What does Thoreau envision as the ideal government?

What does Thoreau envision as the ideal government?

For Thoreau, the ideal government is the government that governs least. His ideal is of a limited government with limited functions, leaving the individual with as much freedom as humanly possible. The consent of the governed is a crucial principle for Thoreau.

How are Thoreau’s perception of his fellow citizens changed by his night in jail?

How are Thoreau’s perceptions of his fellow citizens changed by his night in jail? By his night in jail he finds that those in jail changes his perceptions because it showed him how the government works and how justice worked and developed his perceptions of fellow citizens and their conformity. 7.

What were Thoreau’s feelings when he was in jail?

How did his imprisonment affect his feelings about the government? He refused to pay his poll tax. In jail he lost respect for the state. You just studied 8 terms!

What does Thoreau ask his fellow citizens?

He asks his audience, “Are laws to be enforced simply because they were made? or declared by any number of men to be good, if they are not good?” Per civil disobedience citizens should not support an unjust government, “the only government that I recognize,—and it matters not how few are at the head of it, or how small …

What position does Thoreau take on the conflict between majority rules and individual conscience?

What position does Thoreau take in the conflict between majority rule and individual conscience? Thoreau takes the side of the individual conscience over majority rule in “Civil Disobedience.” He believes that the majority is not always correct and is not necessarily inspired by justice.

What does Thoreau tell us he learned from his experiment in the woods?
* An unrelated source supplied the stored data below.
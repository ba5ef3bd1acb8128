use sable_core::{check_program, check_source, CompileError, ModuleSource};

fn expect_type_error(src: &str) -> CompileError {
    let err = check_source(src).expect_err("expected a type error");
    assert!(
        matches!(err, CompileError::Type(_)),
        "expected TypeError, got {}: {}",
        err.kind(),
        err.message()
    );
    err
}

#[test]
fn unknown_types_are_reported() {
    let src = r#"
module body M is
  function F(x : Mystery) : Unit is
    return nil;
  end;
end module body.
"#;
    let err = check_source(src).expect_err("unknown type");
    assert!(err.message().contains("unknown type"), "got: {}", err.message());
}

#[test]
fn let_annotations_are_enforced() {
    let src = r#"
module body M is
  function Main(root : RootCapability) : RootCapability is
    let b : Boolean := 1;
    return root;
  end;
end module body.
"#;
    let err = expect_type_error(src);
    assert!(err.message().contains("Boolean"), "got: {}", err.message());
}

#[test]
fn arithmetic_requires_matching_scalar_operands() {
    let src = r#"
module body M is
  function F(a : Integer32, b : Integer64) : Integer32 is
    return a + b;
  end;
end module body.
"#;
    let err = expect_type_error(src);
    assert!(
        err.message().contains("Integer32") && err.message().contains("Integer64"),
        "got: {}",
        err.message()
    );
}

#[test]
fn return_types_are_enforced() {
    let src = r#"
module body M is
  function F(x : Integer32) : Boolean is
    return x;
  end;
end module body.
"#;
    expect_type_error(src);
}

#[test]
fn every_union_case_must_be_covered() {
    let src = r#"
module body M is
  union Shade : Free is
    case Light;
    case Dark;
  end;

  function F(s : Shade) : Unit is
    case s of
      when Light do
        skip;
    end case;
    return nil;
  end;
end module body.
"#;
    let err = expect_type_error(src);
    assert!(err.message().contains("not covered"), "got: {}", err.message());
}

#[test]
fn unknown_cases_are_rejected() {
    let src = r#"
module body M is
  union Shade : Free is
    case Light;
    case Dark;
  end;

  function F(s : Shade) : Unit is
    case s of
      when Light do
        skip;
      when Midnight do
        skip;
    end case;
    return nil;
  end;
end module body.
"#;
    let err = expect_type_error(src);
    assert!(err.message().contains("no case"), "got: {}", err.message());
}

#[test]
fn missing_return_paths_are_rejected() {
    let src = r#"
module body M is
  function F(x : Integer32) : Integer32 is
    if x > 0 then
      return x;
    else
      skip;
    end if;
  end;
end module body.
"#;
    let err = expect_type_error(src);
    assert!(
        err.message().contains("without returning"),
        "got: {}",
        err.message()
    );
}

#[test]
fn opaque_types_cannot_be_constructed_outside_their_module() {
    let provider_interface = r#"
module Vault is
  type Token : Linear;
  function MakeToken(id : Integer32) : Token;
  function BurnToken(t : Token) : Unit;
end module.
"#;
    let provider_body = r#"
module body Vault is
  record Token : Linear is
    id : Integer32;
  end;

  function MakeToken(id : Integer32) : Token is
    return Token(id => id);
  end;

  function BurnToken(t : Token) : Unit is
    let { id } := t;
    return nil;
  end;
end module body.
"#;
    let consumer_ok = r#"
module body App is
  import Vault (Token, MakeToken, BurnToken);

  function Main(root : RootCapability) : RootCapability is
    let t : Token := MakeToken(7);
    BurnToken(t);
    return root;
  end;
end module body.
"#;
    check_program(&[
        ModuleSource::pair(provider_interface, provider_body),
        ModuleSource::body_only(consumer_ok),
    ])
    .expect("opaque types flow through their public operations");

    let consumer_bad = r#"
module body App is
  import Vault (Token);

  function Main(root : RootCapability) : RootCapability is
    let t : Token := Token(id => 7);
    discard t;
    return root;
  end;
end module body.
"#;
    let err = check_program(&[
        ModuleSource::pair(provider_interface, provider_body),
        ModuleSource::body_only(consumer_bad),
    ])
    .expect_err("constructing an opaque type outside its module");
    assert!(
        err.message().contains("opaque"),
        "got: {}",
        err.message()
    );
}

#[test]
fn raw_pointers_are_gated_on_the_unsafe_pragma() {
    let safe = r#"
module body M is
  function Id(p : Pointer[Integer32]) : Pointer[Integer32] is
    return p;
  end;
end module body.
"#;
    let err = check_source(safe).expect_err("pointer in a safe module");
    assert!(err.message().contains("unsafe module"), "got: {}", err.message());

    let unsafe_src = r#"
module body M is
  pragma Unsafe_Module;

  function Id(p : Pointer[Integer32]) : Pointer[Integer32] is
    return p;
  end;
end module body.
"#;
    check_source(unsafe_src).expect("pointer in an unsafe module");
}

#[test]
fn private_declarations_do_not_import() {
    let provider_interface = r#"
module Util is
  function Visible(x : Integer32) : Integer32;
end module.
"#;
    let provider_body = r#"
module body Util is
  function Visible(x : Integer32) : Integer32 is
    return Hidden(x);
  end;

  function Hidden(x : Integer32) : Integer32 is
    return x + 1;
  end;
end module body.
"#;
    let consumer = r#"
module body App is
  import Util (Hidden);

  function Main(root : RootCapability) : RootCapability is
    return root;
  end;
end module body.
"#;
    let err = check_program(&[
        ModuleSource::pair(provider_interface, provider_body),
        ModuleSource::body_only(consumer),
    ])
    .expect_err("importing a private function");
    assert!(
        matches!(err, CompileError::Declaration(_)),
        "expected DeclarationError, got {}",
        err.kind()
    );
}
What did Thoreau learn from his experiment in the woods? that if one advances confidently in the direction of his dreams, and endeavors to live the life which he has imagines, he will meet with a success unexpected in common hours.

What metaphor does Thoreau use to compare?
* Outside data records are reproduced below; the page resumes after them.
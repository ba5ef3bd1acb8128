#![forbid(unsafe_code)]

mod combine;
mod env;
mod error;
mod extract;
mod imports;
mod instances;
mod linearity;
mod lower;
mod mono;
mod pipeline;
mod tast;
mod type_parse;
mod typecheck;
mod types;

pub use sable_ast::{span, span_between, ModuleName, Span};

pub use combine::{combine, combine_body_only, CombinedDecl, CombinedModule};
pub use env::{
    DeclId, DeclKind, DeclRecord, Environment, InstanceId, InstanceRecord, MethodSig, ModuleId,
    MonomorphId, MonomorphTable, Param, Slot, TypeVis, UnionCase, Vis, BUILTIN_MODULE,
};
pub use error::{
    CompileError, DeclarationError, ErrorText, Fragment, InstanceError, InternalError,
    LinearityError, TypeError,
};
pub use extract::{extract, ExtractedModule, ExtractedRef};
pub use imports::{resolve_imports, ImportMap};
pub use instances::{check_instance_arg_shape, check_overlap, find_instance, overlaps};
pub use linearity::check_module_linearity;
pub use lower::{lower_program, mangle};
pub use mono::{monomorphize, MonoConstant, MonoFunction, MonoProgram, MonoType, MonoTypeDef};
pub use pipeline::{
    check_pair, check_program, check_source, compile_program, validate_entrypoint,
    CheckedProgram, CompiledProgram, EntryPoint, ModuleSource,
};
pub use tast::{
    BindingId, BindingInfo, BindingTable, Substitution, TCaseArm, TConstant, TExpr, TExprKind,
    TFunction, TInstanceMethods, TParam, TPathElem, TPathElemKind, TSlotBinding, TStmt,
    TypedModule,
};
pub use type_parse::{parse_type, LocalTypeSig, RegionMap, TypeParseCtx};
pub use typecheck::typecheck_module;
pub use types::{
    effective_universe, strip_ty, strip_type_args, substitute_ty, universe_compatible, IntWidth,
    QualName, QualIdent, RegionId, Signedness, Ty, TyVar, TypeParam, TypeParams, Universe,
};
The metaphor he uses is “this chopping of civilized life”, in which he means that you are forced along whatever current is controlling you and you have no control.
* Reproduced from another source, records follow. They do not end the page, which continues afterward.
#![forbid(unsafe_code)]

use sable_ast::Span;

#[derive(Clone, Debug, PartialEq)]
pub struct Token {
    pub kind: TokenKind,
    pub span: Span,
}

#[derive(Clone, Debug, PartialEq)]
pub enum TokenKind {
    // Keywords
    KwModule,
    KwBody,
    KwIs,
    KwEnd,
    KwPragma,
    KwImport,
    KwAs,
    KwConstant,
    KwRecord,
    KwUnion,
    KwCase,
    KwOf,
    KwWhen,
    KwDo,
    KwType,
    KwFunction,
    KwTypeclass,
    KwInstance,
    KwMethod,
    KwLet,
    KwIf,
    KwThen,
    KwElse,
    KwWhile,
    KwFor,
    KwFrom,
    KwTo,
    KwBorrow,
    KwIn,
    KwReturn,
    KwSkip,
    KwDiscard,
    KwNot,
    KwAnd,
    KwOr,
    KwTrue,
    KwFalse,
    KwNil,

    // Operators / punctuation
    Assign,    // :=
    FatArrow,  // =>
    ThinArrow, // ->
    AmpBang,   // &!
    Amp,       // &
    Bang,      // !
    Eq,        // =
    Ne,        // /=
    Le,        // <=
    Ge,        // >=
    Lt,        // <
    Gt,        // >
    Plus,
    Minus,
    Star,
    Slash,
    Colon,
    Semicolon,
    Comma,
    Dot,
    LParen,
    RParen,
    LBracket,
    RBracket,
    LBrace,
    RBrace,

    // Literals / identifiers
    Int(u64),
    Float(f64),
    Ident(String),

    Eof,
}

impl TokenKind {
    /// Short human label used in parse errors.
    pub fn display(&self) -> String {
        match self {
            TokenKind::KwModule => "'module'".to_string(),
            TokenKind::KwBody => "'body'".to_string(),
            TokenKind::KwIs => "'is'".to_string(),
            TokenKind::KwEnd => "'end'".to_string(),
            TokenKind::KwPragma => "'pragma'".to_string(),
            TokenKind::KwImport => "'import'".to_string(),
            TokenKind::KwAs => "'as'".to_string(),
            TokenKind::KwConstant => "'constant'".to_string(),
            TokenKind::KwRecord => "'record'".to_string(),
            TokenKind::KwUnion => "'union'".to_string(),
            TokenKind::KwCase => "'case'".to_string(),
            TokenKind::KwOf => "'of'".to_string(),
            TokenKind::KwWhen => "'when'".to_string(),
            TokenKind::KwDo => "'do'".to_string(),
            TokenKind::KwType => "'type'".to_string(),
            TokenKind::KwFunction => "'function'".to_string(),
            TokenKind::KwTypeclass => "'typeclass'".to_string(),
            TokenKind::KwInstance => "'instance'".to_string(),
            TokenKind::KwMethod => "'method'".to_string(),
            TokenKind::KwLet => "'let'".to_string(),
            TokenKind::KwIf => "'if'".to_string(),
            TokenKind::KwThen => "'then'".to_string(),
            TokenKind::KwElse => "'else'".to_string(),
            TokenKind::KwWhile => "'while'".to_string(),
            TokenKind::KwFor => "'for'".to_string(),
            TokenKind::KwFrom => "'from'".to_string(),
            TokenKind::KwTo => "'to'".to_string(),
            TokenKind::KwBorrow => "'borrow'".to_string(),
            TokenKind::KwIn => "'in'".to_string(),
            TokenKind::KwReturn => "'return'".to_string(),
            TokenKind::KwSkip => "'skip'".to_string(),
            TokenKind::KwDiscard => "'discard'".to_string(),
            TokenKind::KwNot => "'not'".to_string(),
            TokenKind::KwAnd => "'and'".to_string(),
            TokenKind::KwOr => "'or'".to_string(),
            TokenKind::KwTrue => "'true'".to_string(),
            TokenKind::KwFalse => "'false'".to_string(),
            TokenKind::KwNil => "'nil'".to_string(),
            TokenKind::Assign => "':='".to_string(),
            TokenKind::FatArrow => "'=>'".to_string(),
            TokenKind::ThinArrow => "'->'".to_string(),
            TokenKind::AmpBang => "'&!'".to_string(),
            TokenKind::Amp => "'&'".to_string(),
            TokenKind::Bang => "'!'".to_string(),
            TokenKind::Eq => "'='".to_string(),
            TokenKind::Ne => "'/='".to_string(),
            TokenKind::Le => "'<='".to_string(),
            TokenKind::Ge => "'>='".to_string(),
            TokenKind::Lt => "'<'".to_string(),
            TokenKind::Gt => "'>'".to_string(),
            TokenKind::Plus => "'+'".to_string(),
            TokenKind::Minus => "'-'".to_string(),
            TokenKind::Star => "'*'".to_string(),
            TokenKind::Slash => "'/'".to_string(),
            TokenKind::Colon => "':'".to_string(),
            TokenKind::Semicolon => "';'".to_string(),
            TokenKind::Comma => "','".to_string(),
            TokenKind::Dot => "'.'".to_string(),
            TokenKind::LParen => "'('".to_string(),
            TokenKind::RParen => "')'".to_string(),
            TokenKind::LBracket => "'['".to_string(),
            TokenKind::RBracket => "']'".to_string(),
            TokenKind::LBrace => "'{'".to_string(),
            TokenKind::RBrace => "'}'".to_string(),
            TokenKind::Int(v) => format!("integer literal {v}"),
            TokenKind::Float(v) => format!("float literal {v}"),
            TokenKind::Ident(s) => format!("identifier '{s}'"),
            TokenKind::Eof => "end of input".to_string(),
        }
    }
}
What does Thoreau say about time?

We make time and spend it, we waste it and lose it and buy it and kill it. We are never on time, seldom in time, and always of time. How we perceive time determines how we live. In Walden, Henry David Thoreau writes “Time is but the stream I go a-fishing in.

What is a metaphor in Walden?

Similes in Walden, then, are typically comparisons of two things in the natural world that have fallen within the gaze of Thoreau himself, while metaphors in the text are typically one or more natural entities he has observed that are then compared to social or cultural phenomena by amalgamation of a concept.

What figurative language does Thoreau use?

In lines 71-81, thoreau uses a type of figurative language called hyperbole.